* [RECORD SET]:
┄┄┄┄┄┄┄┄┄┄┄┄┄┄┄┄┄┄┄┄

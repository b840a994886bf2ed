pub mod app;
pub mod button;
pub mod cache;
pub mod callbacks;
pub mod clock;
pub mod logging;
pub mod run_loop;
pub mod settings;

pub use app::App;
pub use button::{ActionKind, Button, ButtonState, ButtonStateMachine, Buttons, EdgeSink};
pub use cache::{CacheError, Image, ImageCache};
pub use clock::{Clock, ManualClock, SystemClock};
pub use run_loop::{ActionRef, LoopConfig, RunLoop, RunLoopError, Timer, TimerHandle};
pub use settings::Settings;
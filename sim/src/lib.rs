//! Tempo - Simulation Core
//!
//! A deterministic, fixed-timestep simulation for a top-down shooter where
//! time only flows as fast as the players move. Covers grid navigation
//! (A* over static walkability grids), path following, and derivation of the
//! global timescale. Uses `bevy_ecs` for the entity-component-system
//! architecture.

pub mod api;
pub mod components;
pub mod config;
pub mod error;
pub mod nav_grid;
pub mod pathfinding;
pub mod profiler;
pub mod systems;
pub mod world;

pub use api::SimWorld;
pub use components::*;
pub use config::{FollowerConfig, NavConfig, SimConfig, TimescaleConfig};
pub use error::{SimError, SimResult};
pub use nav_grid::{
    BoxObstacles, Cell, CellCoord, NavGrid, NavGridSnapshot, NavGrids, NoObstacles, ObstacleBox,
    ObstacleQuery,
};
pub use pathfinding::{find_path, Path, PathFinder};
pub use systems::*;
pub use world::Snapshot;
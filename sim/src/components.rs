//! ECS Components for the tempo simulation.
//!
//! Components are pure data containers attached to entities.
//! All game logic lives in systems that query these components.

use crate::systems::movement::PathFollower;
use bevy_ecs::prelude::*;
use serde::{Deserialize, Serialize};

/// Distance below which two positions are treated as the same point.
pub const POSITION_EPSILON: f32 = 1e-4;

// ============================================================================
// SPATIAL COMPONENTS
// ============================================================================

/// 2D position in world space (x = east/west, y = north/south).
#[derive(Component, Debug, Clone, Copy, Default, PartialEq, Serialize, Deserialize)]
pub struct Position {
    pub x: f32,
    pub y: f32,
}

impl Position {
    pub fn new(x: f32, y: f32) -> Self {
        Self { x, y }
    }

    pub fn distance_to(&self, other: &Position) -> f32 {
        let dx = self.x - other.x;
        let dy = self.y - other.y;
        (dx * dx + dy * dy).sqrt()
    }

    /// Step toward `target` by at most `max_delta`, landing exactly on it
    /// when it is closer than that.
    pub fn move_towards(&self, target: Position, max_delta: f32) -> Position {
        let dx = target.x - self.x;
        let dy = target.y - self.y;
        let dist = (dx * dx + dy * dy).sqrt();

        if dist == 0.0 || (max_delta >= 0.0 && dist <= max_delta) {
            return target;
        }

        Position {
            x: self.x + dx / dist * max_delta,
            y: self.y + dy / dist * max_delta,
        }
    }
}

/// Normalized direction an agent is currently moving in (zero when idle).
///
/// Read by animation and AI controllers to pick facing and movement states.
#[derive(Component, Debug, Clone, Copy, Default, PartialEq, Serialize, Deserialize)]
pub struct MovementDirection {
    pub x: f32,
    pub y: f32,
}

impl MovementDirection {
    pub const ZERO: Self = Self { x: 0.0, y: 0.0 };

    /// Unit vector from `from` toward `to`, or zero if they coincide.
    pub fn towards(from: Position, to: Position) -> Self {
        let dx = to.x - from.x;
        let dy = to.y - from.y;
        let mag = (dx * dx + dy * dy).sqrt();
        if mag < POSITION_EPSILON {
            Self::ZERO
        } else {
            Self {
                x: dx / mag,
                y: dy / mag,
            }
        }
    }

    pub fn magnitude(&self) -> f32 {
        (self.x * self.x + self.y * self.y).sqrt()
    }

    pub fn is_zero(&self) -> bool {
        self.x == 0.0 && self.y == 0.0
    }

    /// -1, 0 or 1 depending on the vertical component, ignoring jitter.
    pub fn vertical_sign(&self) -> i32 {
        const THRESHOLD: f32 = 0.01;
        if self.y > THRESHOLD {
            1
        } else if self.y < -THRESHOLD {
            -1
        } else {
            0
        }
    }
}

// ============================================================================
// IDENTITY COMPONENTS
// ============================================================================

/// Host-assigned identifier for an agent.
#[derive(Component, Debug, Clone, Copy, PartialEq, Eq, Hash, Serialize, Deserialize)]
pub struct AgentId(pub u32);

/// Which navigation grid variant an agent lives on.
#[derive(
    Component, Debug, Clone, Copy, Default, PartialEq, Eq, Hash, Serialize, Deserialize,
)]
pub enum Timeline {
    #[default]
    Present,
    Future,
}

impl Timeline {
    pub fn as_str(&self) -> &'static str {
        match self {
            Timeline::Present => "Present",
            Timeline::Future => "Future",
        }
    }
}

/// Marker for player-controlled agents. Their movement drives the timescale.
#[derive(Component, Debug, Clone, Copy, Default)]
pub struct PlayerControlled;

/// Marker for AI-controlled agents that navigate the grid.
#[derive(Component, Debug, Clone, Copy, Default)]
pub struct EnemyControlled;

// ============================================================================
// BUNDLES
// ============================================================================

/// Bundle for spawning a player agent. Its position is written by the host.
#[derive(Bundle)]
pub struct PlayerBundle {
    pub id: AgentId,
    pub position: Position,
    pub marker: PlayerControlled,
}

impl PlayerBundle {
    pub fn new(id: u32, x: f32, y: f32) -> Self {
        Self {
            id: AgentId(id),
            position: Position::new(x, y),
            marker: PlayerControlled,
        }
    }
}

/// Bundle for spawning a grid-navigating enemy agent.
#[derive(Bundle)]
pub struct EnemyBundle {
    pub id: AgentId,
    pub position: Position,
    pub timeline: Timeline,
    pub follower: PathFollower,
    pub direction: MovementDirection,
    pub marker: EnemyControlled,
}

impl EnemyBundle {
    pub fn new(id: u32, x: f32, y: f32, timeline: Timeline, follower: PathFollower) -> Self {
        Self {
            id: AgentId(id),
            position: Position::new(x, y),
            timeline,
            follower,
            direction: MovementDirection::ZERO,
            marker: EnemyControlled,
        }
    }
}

┄┄┄┄┄┄┄┄┄┄┄┄┄┄┄┄┄┄┄┄

* [TO DO]: Print all the material, keeping every line identical to the original.

* [ANSWER SECTION]:
repository b840a994886bf2ed
pub mod app;
pub mod button;
pub mod cache;
pub mod callbacks;
pub mod clock;
pub mod logging;
pub mod run_loop;
pub mod settings;

pub use app::App;
pub use button::{ActionKind, Button, ButtonState, ButtonStateMachine, Buttons, EdgeSink};
pub use cache::{CacheError, Image, ImageCache};
pub use clock::{Clock, ManualClock, SystemClock};
pub use run_loop::{ActionRef, LoopConfig, RunLoop, RunLoopError, Timer, TimerHandle};
pub use settings::Settings;
filename sim/src/lib.rs
//! Tempo - Simulation Core
//!
//! A deterministic, fixed-timestep simulation for a top-down shooter where
//! time only flows as fast as the players move. Covers grid navigation
//! (A* over static walkability grids), path following, and derivation of the
//! global timescale. Uses `bevy_ecs` for the entity-component-system
//! architecture.

pub mod api;
pub mod components;
pub mod config;
pub mod error;
pub mod nav_grid;
pub mod pathfinding;
pub mod profiler;
pub mod systems;
pub mod world;

pub use api::SimWorld;
pub use components::*;
pub use config::{FollowerConfig, NavConfig, SimConfig, TimescaleConfig};
pub use error::{SimError, SimResult};
pub use nav_grid::{
    BoxObstacles, Cell, CellCoord, NavGrid, NavGridSnapshot, NavGrids, NoObstacles, ObstacleBox,
    ObstacleQuery,
};
pub use pathfinding::{find_path, Path, PathFinder};
pub use systems::*;
pub use world::Snapshot;
filename sim/src/components.rs
//! ECS Components for the tempo simulation.
//!
//! Components are pure data containers attached to entities.
//! All game logic lives in systems that query these components.

use crate::systems::movement::PathFollower;
use bevy_ecs::prelude::*;
use serde::{Deserialize, Serialize};

/// Distance below which two positions are treated as the same point.
pub const POSITION_EPSILON: f32 = 1e-4;

// ============================================================================
// SPATIAL COMPONENTS
// ============================================================================

/// 2D position in world space (x = east/west, y = north/south).
#[derive(Component, Debug, Clone, Copy, Default, PartialEq, Serialize, Deserialize)]
pub struct Position {
    pub x: f32,
    pub y: f32,
}

impl Position {
    pub fn new(x: f32, y: f32) -> Self {
        Self { x, y }
    }

    pub fn distance_to(&self, other: &Position) -> f32 {
        let dx = self.x - other.x;
        let dy = self.y - other.y;
        (dx * dx + dy * dy).sqrt()
    }

    /// Step toward `target` by at most `max_delta`, landing exactly on it
    /// when it is closer than that.
    pub fn move_towards(&self, target: Position, max_delta: f32) -> Position {
        let dx = target.x - self.x;
        let dy = target.y - self.y;
        let dist = (dx * dx + dy * dy).sqrt();

        if dist == 0.0 || (max_delta >= 0.0 && dist <= max_delta) {
            return target;
        }

        Position {
            x: self.x + dx / dist * max_delta,
            y: self.y + dy / dist * max_delta,
        }
    }
}

/// Normalized direction an agent is currently moving in (zero when idle).
///
/// Read by animation and AI controllers to pick facing and movement states.
#[derive(Component, Debug, Clone, Copy, Default, PartialEq, Serialize, Deserialize)]
pub struct MovementDirection {
    pub x: f32,
    pub y: f32,
}

impl MovementDirection {
    pub const ZERO: Self = Self { x: 0.0, y: 0.0 };

    /// Unit vector from `from` toward `to`, or zero if they coincide.
    pub fn towards(from: Position, to: Position) -> Self {
        let dx = to.x - from.x;
        let dy = to.y - from.y;
        let mag = (dx * dx + dy * dy).sqrt();
        if mag < POSITION_EPSILON {
            Self::ZERO
        } else {
            Self {
                x: dx / mag,
                y: dy / mag,
            }
        }
    }

    pub fn magnitude(&self) -> f32 {
        (self.x * self.x + self.y * self.y).sqrt()
    }

    pub fn is_zero(&self) -> bool {
        self.x == 0.0 && self.y == 0.0
    }

    /// -1, 0 or 1 depending on the vertical component, ignoring jitter.
    pub fn vertical_sign(&self) -> i32 {
        const THRESHOLD: f32 = 0.01;
        if self.y > THRESHOLD {
            1
        } else if self.y < -THRESHOLD {
            -1
        } else {
            0
        }
    }
}

// ============================================================================
// IDENTITY COMPONENTS
// ============================================================================

/// Host-assigned identifier for an agent.
#[derive(Component, Debug, Clone, Copy, PartialEq, Eq, Hash, Serialize, Deserialize)]
pub struct AgentId(pub u32);

/// Which navigation grid variant an agent lives on.
#[derive(
    Component, Debug, Clone, Copy, Default, PartialEq, Eq, Hash, Serialize, Deserialize,
)]
pub enum Timeline {
    #[default]
    Present,
    Future,
}

impl Timeline {
    pub fn as_str(&self) -> &'static str {
        match self {
            Timeline::Present => "Present",
            Timeline::Future => "Future",
        }
    }
}

/// Marker for player-controlled agents. Their movement drives the timescale.
#[derive(Component, Debug, Clone, Copy, Default)]
pub struct PlayerControlled;

/// Marker for AI-controlled agents that navigate the grid.
#[derive(Component, Debug, Clone, Copy, Default)]
pub struct EnemyControlled;

// ============================================================================
// BUNDLES
// ============================================================================

/// Bundle for spawning a player agent. Its position is written by the host.
#[derive(Bundle)]
pub struct PlayerBundle {
    pub id: AgentId,
    pub position: Position,
    pub marker: PlayerControlled,
}

impl PlayerBundle {
    pub fn new(id: u32, x: f32, y: f32) -> Self {
        Self {
            id: AgentId(id),
            position: Position::new(x, y),
            marker: PlayerControlled,
        }
    }
}

/// Bundle for spawning a grid-navigating enemy agent.
#[derive(Bundle)]
pub struct EnemyBundle {
    pub id: AgentId,
    pub position: Position,
    pub timeline: Timeline,
    pub follower: PathFollower,
    pub direction: MovementDirection,
    pub marker: EnemyControlled,
}

impl EnemyBundle {
    pub fn new(id: u32, x: f32, y: f32, timeline: Timeline, follower: PathFollower) -> Self {
        Self {
            id: AgentId(id),
            position: Position::new(x, y),
            timeline,
            follower,
            direction: MovementDirection::ZERO,
            marker: EnemyControlled,
        }
    }
}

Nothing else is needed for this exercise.